## Exercise prompt
Going through the entries below, count each line containing the word "enumerate". Report the number only.

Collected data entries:
//! Board types and win detection over a 3×3 grid.

/// A player taking turns.
#[derive(Debug, Clone, Copy, PartialEq, Eq, Hash)]
pub enum Player {
    /// Moves first.
    One,
    Two,
}

impl Player {
    /// Returns the opponent player.
    pub fn opponent(self) -> Self {
        match self {
            Player::One => Player::Two,
            Player::Two => Player::One,
        }
    }

    /// Checked in this order whenever a line could belong to either.
    pub const ALL: [Player; 2] = [Player::One, Player::Two];
}

/// Who holds a cell.
#[derive(Debug, Clone, Copy, PartialEq, Eq, Hash, Default)]
pub enum CellOwner {
    #[default]
    Unclaimed,
    Claimed(Player),
}

/// State of the game after the latest claim.
#[derive(Debug, Clone, Copy, PartialEq, Eq, Hash, Default)]
pub enum GameOutcome {
    #[default]
    InProgress,
    Win(Player),
    Draw,
}

impl GameOutcome {
    pub fn is_over(self) -> bool {
        self != GameOutcome::InProgress
    }
}

pub const SIZE: usize = 3;
pub const CELL_COUNT: u32 = (SIZE * SIZE) as u32;

pub type Row = [CellOwner; SIZE];
pub type Grid = [Row; SIZE];

/// True iff all three cells of `row` belong to `player`.
pub fn row_has_winner(row: &Row, player: Player) -> bool {
    row.iter().all(|&cell| cell == CellOwner::Claimed(player))
}

/// First full row, scanning rows top to bottom and, within a row,
/// player one before player two.
pub fn check_rows(rows: &[Row]) -> Option<Player> {
    rows.iter().find_map(|row| {
        Player::ALL
            .into_iter()
            .find(|&player| row_has_winner(row, player))
    })
}

/// Both diagonals, main diagonal first, checked as rows.
pub fn check_diagonals(grid: &Grid) -> Option<Player> {
    let mut diagonals = [[CellOwner::Unclaimed; SIZE]; 2];
    for i in 0..SIZE {
        diagonals[0][i] = grid[i][i];
        diagonals[1][i] = grid[i][SIZE - 1 - i];
    }
    check_rows(&diagonals)
}

/// Rows become columns, so columns can be checked as rows.
pub fn transpose(grid: &Grid) -> Grid {
    let mut out = [[CellOwner::Unclaimed; SIZE]; SIZE];
    for (i, row) in grid.iter().enumerate() {
        for (j, &cell) in row.iter().enumerate() {
            out[j][i] = cell;
        }
    }
    out
}

/// Rows, then columns, then diagonals.
pub fn check_winner(grid: &Grid) -> Option<Player> {
    check_rows(grid)
        .or_else(|| check_rows(&transpose(grid)))
        .or_else(|| check_diagonals(grid))
}

/// Outcome of `grid` once `turns_played` claims (including the latest)
/// have been made.
pub fn outcome(grid: &Grid, turns_played: u32) -> GameOutcome {
    match check_winner(grid) {
        Some(player) => GameOutcome::Win(player),
        None if turns_played >= CELL_COUNT => GameOutcome::Draw,
        None => GameOutcome::InProgress,
    }
}

#[cfg(test)]
mod tests {
    use super::*;

    const ONE: CellOwner = CellOwner::Claimed(Player::One);
    const TWO: CellOwner = CellOwner::Claimed(Player::Two);
    const NONE: CellOwner = CellOwner::Unclaimed;

    fn grid_with(cells: &[(usize, usize)], owner: CellOwner) -> Grid {
        let mut grid = [[NONE; SIZE]; SIZE];
        for &(r, c) in cells {
            grid[r][c] = owner;
        }
        grid
    }

    #[test]
    fn test_empty_grid_has_no_winner() {
        assert_eq!(check_winner(&[[NONE; SIZE]; SIZE]), None);
    }

    #[test]
    fn test_every_line_wins() {
        let lines: [[(usize, usize); 3]; 8] = [
            [(0, 0), (0, 1), (0, 2)],
            [(1, 0), (1, 1), (1, 2)],
            [(2, 0), (2, 1), (2, 2)],
            [(0, 0), (1, 0), (2, 0)],
            [(0, 1), (1, 1), (2, 1)],
            [(0, 2), (1, 2), (2, 2)],
            [(0, 0), (1, 1), (2, 2)],
            [(0, 2), (1, 1), (2, 0)],
        ];

        for line in lines {
            assert_eq!(check_winner(&grid_with(&line, ONE)), Some(Player::One), "{:?}", line);
            assert_eq!(check_winner(&grid_with(&line, TWO)), Some(Player::Two), "{:?}", line);
        }
    }

    #[test]
    fn test_transpose() {
        let grid = [[ONE, TWO, NONE], [NONE, ONE, NONE], [TWO, NONE, NONE]];
        let t = transpose(&grid);
        assert_eq!(t, [[ONE, NONE, TWO], [TWO, ONE, NONE], [NONE, NONE, NONE]]);
        assert_eq!(transpose(&t), grid);
    }

    #[test]
    fn test_mixed_row_is_not_a_win() {
        assert!(!row_has_winner(&[ONE, ONE, TWO], Player::One));
        assert!(!row_has_winner(&[ONE, ONE, NONE], Player::One));
        assert!(row_has_winner(&[TWO, TWO, TWO], Player::Two));
    }

    #[test]
    fn test_rows_are_checked_before_columns() {
        // row 0 belongs to Two, column 2 to One: impossible in play,
        // but the row must win
        let grid = [[TWO, TWO, TWO], [NONE, NONE, ONE], [NONE, NONE, ONE]];
        assert_eq!(check_winner(&grid), Some(Player::Two));
    }

    #[test]
    fn test_earlier_row_wins_over_player_order() {
        let grid = [[TWO, TWO, TWO], [ONE, ONE, ONE], [NONE; SIZE]];
        assert_eq!(check_rows(&grid), Some(Player::Two));
    }

    #[test]
    fn test_outcome_draw_only_when_full() {
        // X O X / X O O / O X X: no line
        let grid = [[ONE, TWO, ONE], [ONE, TWO, TWO], [TWO, ONE, ONE]];
        assert_eq!(outcome(&grid, 8), GameOutcome::InProgress);
        assert_eq!(outcome(&grid, 9), GameOutcome::Draw);
    }

    #[test]
    fn test_win_on_last_cell_is_not_a_draw() {
        let grid = [[ONE, TWO, ONE], [TWO, ONE, TWO], [TWO, ONE, ONE]];
        assert_eq!(outcome(&grid, 9), GameOutcome::Win(Player::One));
    }

    #[test]
    fn test_opponent() {
        assert_eq!(Player::One.opponent(), Player::Two);
        assert_eq!(Player::Two.opponent(), Player::One);
    }
}
//! Axis-aligned rectangles in logical canvas coordinates

/// Position and size of a drawable, in logical pixels.
///
/// No validation is done on the size; negative extents are stored as-is.
#[derive(Debug, Clone, Copy, PartialEq, Default)]
pub struct Bounds {
    x: f32,
    y: f32,
    w: f32,
    h: f32,
}

impl Bounds {
    pub const fn new(x: f32, y: f32, w: f32, h: f32) -> Self {
        Self { x, y, w, h }
    }

    /// A `w`×`h` rectangle centered inside `outer`.
    pub fn centered_in(outer: &Bounds, w: f32, h: f32) -> Self {
        Self::new(
            outer.x + (outer.w - w) / 2.0,
            outer.y + (outer.h - h) / 2.0,
            w,
            h,
        )
    }

    pub fn set_size(&mut self, w: f32, h: f32) {
        self.w = w;
        self.h = h;
    }

    pub fn set_position(&mut self, x: f32, y: f32) {
        self.x = x;
        self.y = y;
    }

    pub fn set_x(&mut self, x: f32) {
        self.x = x;
    }

    pub fn set_y(&mut self, y: f32) {
        self.y = y;
    }

    /// Translate by a relative offset.
    pub fn move_by(&mut self, dx: f32, dy: f32) {
        self.x += dx;
        self.y += dy;
    }

    pub fn x(&self) -> f32 {
        self.x
    }

    pub fn y(&self) -> f32 {
        self.y
    }

    pub fn w(&self) -> f32 {
        self.w
    }

    pub fn h(&self) -> f32 {
        self.h
    }

    /// Read-only view of the whole rectangle.
    pub fn rect(&self) -> &Bounds {
        self
    }

    pub fn center(&self) -> (f32, f32) {
        (self.x + self.w / 2.0, self.y + self.h / 2.0)
    }

    /// Closed containment test: points on the edges are inside.
    pub fn contains(&self, px: f32, py: f32) -> bool {
        px >= self.x && px <= self.x + self.w && py >= self.y && py <= self.y + self.h
    }

    /// The same rectangle shrunk by `amount` on every side.
    pub fn inset(&self, amount: f32) -> Bounds {
        Bounds::new(
            self.x + amount,
            self.y + amount,
            self.w - amount * 2.0,
            self.h - amount * 2.0,
        )
    }
}

#[cfg(test)]
mod tests {
    use super::*;

    #[test]
    fn test_contains_is_inclusive_of_edges() {
        let b = Bounds::new(10.0, 20.0, 30.0, 40.0);
        assert!(b.contains(10.0, 20.0));
        assert!(b.contains(40.0, 60.0));
        assert!(b.contains(25.0, 30.0));
        assert!(!b.contains(9.9, 30.0));
        assert!(!b.contains(25.0, 60.1));
    }

    #[test]
    fn test_move_by_is_relative() {
        let mut b = Bounds::new(1.0, 2.0, 3.0, 4.0);
        b.move_by(5.0, -2.0);
        assert_eq!(b, Bounds::new(6.0, 0.0, 3.0, 4.0));
    }

    #[test]
    fn test_centered_in() {
        let outer = Bounds::new(100.0, 0.0, 60.0, 40.0);
        let inner = Bounds::centered_in(&outer, 20.0, 10.0);
        assert_eq!(inner, Bounds::new(120.0, 15.0, 20.0, 10.0));
    }
}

## Solved problem
2